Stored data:
::::::

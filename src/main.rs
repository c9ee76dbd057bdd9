// Module-specific lints configuration
#![allow(clippy::uninlined_format_args)]

use anyhow::{Context, Result, anyhow};
use clap::{CommandFactory, Parser, Subcommand, ValueEnum};
use clap_complete::{Shell, generate};
use log::{Level, LevelFilter, Log, Metadata, Record, SetLoggerError, debug, error, info, warn};
use std::io::Write;
use std::path::{Path, PathBuf};
use std::sync::Arc;

use pseudocode_translator::app_config::{Config, LogLevel};
use pseudocode_translator::backends::BackendRegistry;
use pseudocode_translator::cache::{AstCache, AstCacheConfig};
use pseudocode_translator::translation::{BatchTranslator, TranslationManager, TranslationResult};
use pseudocode_translator::validation::Validator;

const CACHE_FILE_NAME: &str = "ast_cache.bin";
const HOT_ENTRY_COUNT: usize = 5;

/// CLI Wrapper for LogLevel to implement ValueEnum
#[derive(Debug, Clone, Copy, ValueEnum)]
enum CliLogLevel {
    Error,
    Warn,
    Info,
    Debug,
    Trace,
}

impl From<CliLogLevel> for LogLevel {
    fn from(cli_level: CliLogLevel) -> Self {
        match cli_level {
            CliLogLevel::Error => LogLevel::Error,
            CliLogLevel::Warn => LogLevel::Warn,
            CliLogLevel::Info => LogLevel::Info,
            CliLogLevel::Debug => LogLevel::Debug,
            CliLogLevel::Trace => LogLevel::Trace,
        }
    }
}

#[derive(Subcommand, Debug)]
enum Commands {
    /// Translate a pseudocode document into Python
    Translate {
        /// Document mixing English instructions and Python
        #[arg(value_name = "INPUT")]
        input: PathBuf,

        /// Write the generated code here instead of stdout
        #[arg(short, long, value_name = "OUT")]
        output: Option<PathBuf>,
    },

    /// Validate a Python file
    Validate {
        #[arg(value_name = "FILE")]
        file: PathBuf,
    },

    /// Translate every .txt, .pseudo and .md file under a directory
    Batch {
        #[arg(value_name = "DIR")]
        dir: PathBuf,

        /// Output directory (defaults to DIR)
        #[arg(short, long, value_name = "OUTDIR")]
        output: Option<PathBuf>,

        /// Documents translated concurrently
        #[arg(short, long)]
        workers: Option<usize>,
    },

    /// Show statistics of the persisted AST cache
    CacheStats,

    /// Generate shell completions
    Completions {
        /// Shell to generate completions for
        #[arg(value_enum)]
        shell: Shell,
    },
}

/// Pseudocode Translator
///
/// Turns documents mixing English instructions and Python into a single
/// validated Python program.
#[derive(Parser, Debug)]
#[command(name = "pseudocode-translator")]
#[command(version)]
#[command(about = "Translate pseudocode documents into validated Python")]
#[command(long_about = "Translates documents that mix English instructions and Python into one Python program.
Instructions are translated by a generation backend, code is merged with deduplicated imports,
and the result is validated, with one automatic repair attempt when validation fails.

EXAMPLES:
    pseudocode-translator translate task.pseudo                 # Print the generated code
    pseudocode-translator translate task.pseudo -o task.py      # Write it to a file
    pseudocode-translator -b mock translate task.pseudo         # Use the offline mock backend
    pseudocode-translator validate script.py                    # Check an existing file
    pseudocode-translator batch tasks/ -o out/ -w 8             # Translate a whole directory
    pseudocode-translator completions bash > translator.bash    # Generate bash completions

CONFIGURATION:
    Configuration is stored in conf.json by default. If the file does not exist,
    a default one is created. Command line flags override the file.")]
struct CommandLineOptions {
    #[command(subcommand)]
    command: Commands,

    /// Configuration file path
    #[arg(short, long, default_value = "conf.json", global = true)]
    config: String,

    /// Generation backend (ollama, mock)
    #[arg(short, long, env = "PSEUDOCODE_BACKEND", global = true)]
    backend: Option<String>,

    /// Model name used by the backend
    #[arg(short, long, env = "PSEUDOCODE_MODEL", global = true)]
    model: Option<String>,

    /// Set logging level
    #[arg(short, long, value_enum, global = true)]
    log_level: Option<CliLogLevel>,
}

struct CustomLogger {
    level: LevelFilter,
}

impl CustomLogger {
    fn init(level: LevelFilter) -> Result<(), SetLoggerError> {
        log::set_boxed_logger(Box::new(CustomLogger { level: LevelFilter::Trace }))?;
        log::set_max_level(level);
        Ok(())
    }

    fn glyph(level: Level) -> &'static str {
        match level {
            Level::Error => "✖",
            Level::Warn => "▲",
            Level::Info => "●",
            Level::Debug => "○",
            Level::Trace => "·",
        }
    }

    fn color(level: Level) -> &'static str {
        match level {
            Level::Error => "\x1B[1;31m",
            Level::Warn => "\x1B[1;33m",
            Level::Info => "\x1B[1;32m",
            Level::Debug => "\x1B[1;36m",
            Level::Trace => "\x1B[1;35m",
        }
    }
}

impl Log for CustomLogger {
    fn enabled(&self, metadata: &Metadata) -> bool {
        metadata.level() <= self.level
    }

    fn log(&self, record: &Record) {
        if self.enabled(record.metadata()) {
            let now = chrono::Local::now().format("%H:%M:%S%.3f");
            let level = record.level();
            let mut stderr = std::io::stderr();
            let _ = writeln!(
                stderr,
                "{}{} {} {}\x1B[0m",
                Self::color(level),
                now,
                Self::glyph(level),
                record.args()
            );
        }
    }

    fn flush(&self) {
        let _ = std::io::stderr().flush();
    }
}

fn level_filter(level: LogLevel) -> LevelFilter {
    match level {
        LogLevel::Error => LevelFilter::Error,
        LogLevel::Warn => LevelFilter::Warn,
        LogLevel::Info => LevelFilter::Info,
        LogLevel::Debug => LevelFilter::Debug,
        LogLevel::Trace => LevelFilter::Trace,
    }
}

#[tokio::main]
async fn main() -> Result<()> {
    CustomLogger::init(LevelFilter::Info)?;
    let cli = CommandLineOptions::parse();

    if let Some(level) = cli.log_level {
        log::set_max_level(level_filter(level.into()));
    }

    if let Commands::Completions { shell } = &cli.command {
        let mut cmd = CommandLineOptions::command();
        generate(*shell, &mut cmd, "pseudocode-translator", &mut std::io::stdout());
        return Ok(());
    }

    let config = load_config(&cli)?;
    if cli.log_level.is_none() {
        log::set_max_level(level_filter(config.log_level));
    }

    match cli.command {
        Commands::Translate { input, output } => run_translate(config, &input, output.as_deref()).await,
        Commands::Validate { file } => run_validate(config, &file),
        Commands::Batch { dir, output, workers } => run_batch(config, &dir, output.as_deref(), workers).await,
        Commands::CacheStats => run_cache_stats(config),
        Commands::Completions { .. } => Ok(()),
    }
}

/// Loads the config file, creating it with defaults when missing, then
/// applies command line overrides and validates the result
fn load_config(cli: &CommandLineOptions) -> Result<Config> {
    let config_path = Path::new(&cli.config);
    let mut config = if config_path.exists() {
        Config::from_file(config_path)?
    } else {
        warn!("Config file not found at '{}', creating default config.", cli.config);
        let config = Config::default();
        config.save(config_path)?;
        config
    };

    if let Some(backend) = &cli.backend {
        config.backend.name = backend.clone();
    }
    if let Some(model) = &cli.model {
        config.backend.model = model.clone();
    }
    if let Some(level) = cli.log_level {
        config.log_level = level.into();
    }
    if config.cache.persistence_path.is_none() {
        config.cache.persistence_path = default_cache_file();
    }

    config.validate().context("Configuration validation failed")?;
    Ok(config)
}

fn default_cache_file() -> Option<PathBuf> {
    dirs::cache_dir().map(|dir| dir.join("pseudocode-translator").join(CACHE_FILE_NAME))
}

fn report(result: &TranslationResult) {
    for warning in &result.warnings {
        warn!("{}", warning);
    }
    for err in &result.errors {
        error!("{}", err);
    }
    for suggestion in &result.suggestions {
        info!("Suggestion: {}", suggestion);
    }
    debug!(
        "Backend '{}' used {} token(s); {} AST cache hit(s)",
        result.metadata.backend, result.metadata.tokens_used, result.metadata.cache_hits
    );
}

async fn run_translate(config: Config, input: &Path, output: Option<&Path>) -> Result<()> {
    let manager = TranslationManager::from_config(config, &BackendRegistry::default())?;
    manager.initialize().await.context("Failed to initialize the translator")?;

    let outcome = manager.translate_file(input).await;
    manager.shutdown().await;
    let result = outcome?;
    report(&result);

    if let Some(code) = &result.code {
        match output {
            Some(path) => {
                std::fs::write(path, code).with_context(|| format!("Failed to write file: {}", path.display()))?;
                info!("Success: {}", path.display());
            }
            None => print!("{}", code),
        }
    }

    if result.success {
        info!("{}", result.summary());
        Ok(())
    } else {
        Err(anyhow!(result.summary()))
    }
}

fn run_validate(config: Config, file: &Path) -> Result<()> {
    let code = std::fs::read_to_string(file).with_context(|| format!("Failed to read file: {}", file.display()))?;
    let cache = Arc::new(AstCache::new(AstCacheConfig::from(&config.cache)));
    let validator = Validator::new(cache.clone(), &config);
    let result = validator.validate_all(&code);

    for warning in &result.warnings {
        warn!("{}", warning);
    }
    for err in &result.errors {
        error!("{}", err);
    }
    for suggestion in result.suggestions.iter().chain(validator.suggest_improvements(&code).iter()) {
        info!("Suggestion: {}", suggestion);
    }
    if let Err(e) = cache.save() {
        warn!("Failed to save AST cache: {}", e);
    }

    if result.is_valid() {
        info!("{} is valid", file.display());
        Ok(())
    } else {
        Err(anyhow!("{} has {} error(s)", file.display(), result.errors.len()))
    }
}

async fn run_batch(config: Config, dir: &Path, output: Option<&Path>, workers: Option<usize>) -> Result<()> {
    let workers = workers.unwrap_or(config.batch_workers);
    let manager = Arc::new(TranslationManager::from_config(config, &BackendRegistry::default())?);
    manager.initialize().await.context("Failed to initialize the translator")?;

    let output_dir = output.unwrap_or(dir);
    let batch = BatchTranslator::new(manager.clone(), workers).with_progress(true);
    let outcome = batch.translate_directory(dir, output_dir).await;
    manager.shutdown().await;
    let report = outcome?;

    for item in &report.outcomes {
        match (&item.result, &item.output) {
            (Ok(_), Some(path)) => info!("Success: {}", path.display()),
            (Ok(result), None) => warn!("{}: {}", item.source.display(), result.summary()),
            (Err(e), _) => error!("{}: {}", item.source.display(), e),
        }
    }

    if report.failed() == 0 {
        info!("{}", report.summary());
        Ok(())
    } else {
        Err(anyhow!(report.summary()))
    }
}

fn run_cache_stats(config: Config) -> Result<()> {
    let cache = AstCache::new(AstCacheConfig::from(&config.cache));
    let stats = cache.stats();
    match &config.cache.persistence_path {
        Some(path) => println!("Cache file:      {}", path.display()),
        None => println!("Cache file:      (none)"),
    }
    println!("Entries:         {}/{}", stats.size, stats.max_size);
    println!("Hits:            {}", stats.hits);
    println!("Misses:          {}", stats.misses);
    println!("Hit rate:        {:.1}%", stats.hit_rate());
    println!(
        "Evictions:       {} (capacity {}, ttl {}, memory {})",
        stats.evictions(),
        stats.evictions_capacity,
        stats.evictions_ttl,
        stats.evictions_memory
    );
    println!("Memory:          {:.2} MB", stats.memory_bytes as f64 / (1024.0 * 1024.0));

    let hot = cache.hot_entries(HOT_ENTRY_COUNT);
    if !hot.is_empty() {
        println!("Most accessed:");
        for entry in hot {
            let key: String = entry.key.chars().take(16).collect();
            println!("  {}…  {} access(es), ~{} bytes", key, entry.access_count, entry.size_estimate);
        }
    }
    Ok(())
}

::::::

▶ WORK ITEM
Determine how many lines in the records above have the string "ValueEnum". Only the number should be returned.

▶ ANSWER BOX
3